その音を聞いただけで、佐了は胸が悪くなり、へたり込んだ。悪寒がし、両手で自分の体を抱きしめる。
「貴様はタンチョウ族っ……貴様のその軟弱な体にはっ、甲斐連様の血が流れているのだぞっ! タンチョウ族のためにその身を捧げずしてっ、生きられると思うなっ!」
「……では、殺してください」
「なんだとっ!」
「裕翔のようにっ、殺してくれと申しているのです。俺は……もう、あんな野蛮な民族とは、関わり合いになりたくないのです」
飛燕の殺気をひしひしと感じた。顔を上げるのが怖い。
「……兎斗を、見捨てるのか」
飛燕は佐了の後ろに回り込み、恐怖で硬直した佐了を柱に縛り付けながら、言った。
「俺が、このままタンチョウ族として活動したところで、兎斗が救われるとは思えません」
どれだけ砂漠を探しても、兎斗は見つからなかった。
「兎斗を送っては、くださらなかったのでしょう」
「まだそんなくだらんことを吐かすか」
「俺に、あの忌まわしい砂漠を探し回らせたかっただけなのでしょう。兎斗を連れて帰らなけれは、あなたには俺を責める理由ができる。あなたは日々の鬱憤を俺で発散するために、っ……くっ」
柱の後ろで、腕を捻じ曲げられた。刺すような激痛に顔が歪んだが、長年心に持ち続けていた感情は抑えられなかった。
「あなたはっ、俺をいたぶりたいだけだっ……俺が憎くて仕方がないからっ、いたぶりたいからっ、父上に俺を送らせたっ……いっ、うっ……」
「俺がいつ、お前をいたぶった? まさか連日の調練を、お前はいたぶられたと感じているのか?」
「何度も気を失い、死にかけました」
座貫に来たばかりの頃、飛燕は毎晩佐了を呼びつけ、騎射や剣術を指導した。飛燕は「調練」と言ったが、あれは拷問という方がしっくりくるような、命を削られるような時間だった。
「俺は、あれよりも厳しい調練を、甲斐連様から受けてきた。七つの頃からだ」
「信じられません。いくら父上が外道でも……っ」
外道、と言った瞬間、神経が破れるような痛みが走った。
「はあっ……」
あまりの痛みに、背中にブワッと汗が噴き出した。
「実の父親を、そんなふうに言うな」
怒りが込み上げた。あんたは、父親に犯される絶望を知らないから、そんな呑気なことが言えるのだ。息子を犯す父親が外道でないなら、なんだと言うのだ。
「あの人は外道です」
痛みを覚悟したが、縄でキュッと縛られただけだった。
「殺してください。俺はあの人の駒にはなりたくない。あなたの指図も受けたくない。……あなたに、乳を飲まれるのも嫌だ。ずっと嫌だった」
「自力で出すこともできないくせに、よく言う。嫌なら俺に頼らず、自力で出す努力をすれば良かったのだ」
簡単に言うなと、ますます腹が立った。結局、この人は他人の気持ちなど理解できないのだ。やらなかったわけじゃない。自力で出せれば、それが一番良いに決まっている。でも、何度やっても、できなかった。それが押し寄せてくると恐ろしくなって、手を止めてしまうのだ。

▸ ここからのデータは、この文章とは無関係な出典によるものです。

#![forbid(unsafe_code)]

mod policy;
mod profile;

pub use policy::{LimitFn, LimitPolicy};
pub use profile::{ProfileEntry, TimeProfile};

「……あなたには、女のように極めることがどれほど苦しいか、わからないのでしょう」
「反吐が出るな」
飛燕はフッと鼻で笑った。
「苦しいだけではないのだろう。わずかでも心地良い感覚があるはずだ。自力でやるなら、その感覚ともうまく付き合えたはず。なのにお前は『苦しい』などとほざく。そんなに自分を憐れみたいか」
どうしてそんなことを、この人に言われないといけないんだろう。俺と同じ思いをしたこともないくせに。
「奪う側のあなたには……俺の苦しみなど、わかりません」
「知るか」
飛燕は立ち上がり、扉へ向かった。粗蛇を放たないのだろうか。飛燕が何を考えているのかわからない。扉を開け、長い白髪を揺らしながら、飛燕は出ていった。
わからない。あの白髪の男がどうしてタンチョウ族に忠誠を誓うのか。このまま座貫の上級軍人として、タンチョウ族など見捨てて生きる方がよっぽど良いじゃないか。
黒髪ではないのだから、寝返ることは簡単だ。黒髪が伸びないよう、馬の糞尿を被る必要もない。部屋を出ていく飛燕の後ろ姿を思い出す。艶やかな、美しい白髪だった。自分のパサついた栗色の髪とは全然違う。
あの男は、「タンチョウ族だ」と名乗っているだけ。タンチョウ族の要素は、一つもない。にも関わらず俺をタンチョウ族に繋ぎ止め、外道の計画に加担させようとしている。
よそ者のくせにと、怒りが腹の底で渦巻いた。
俺を生かしてみろ。あんたの正体をバラしてやる。あんたを座貫からも、タンチョウ族からも追放してやる。
粗蛇の音が恐ろしい。佐了はカタカタと体を震わせながら、心の中で飛燕を罵った。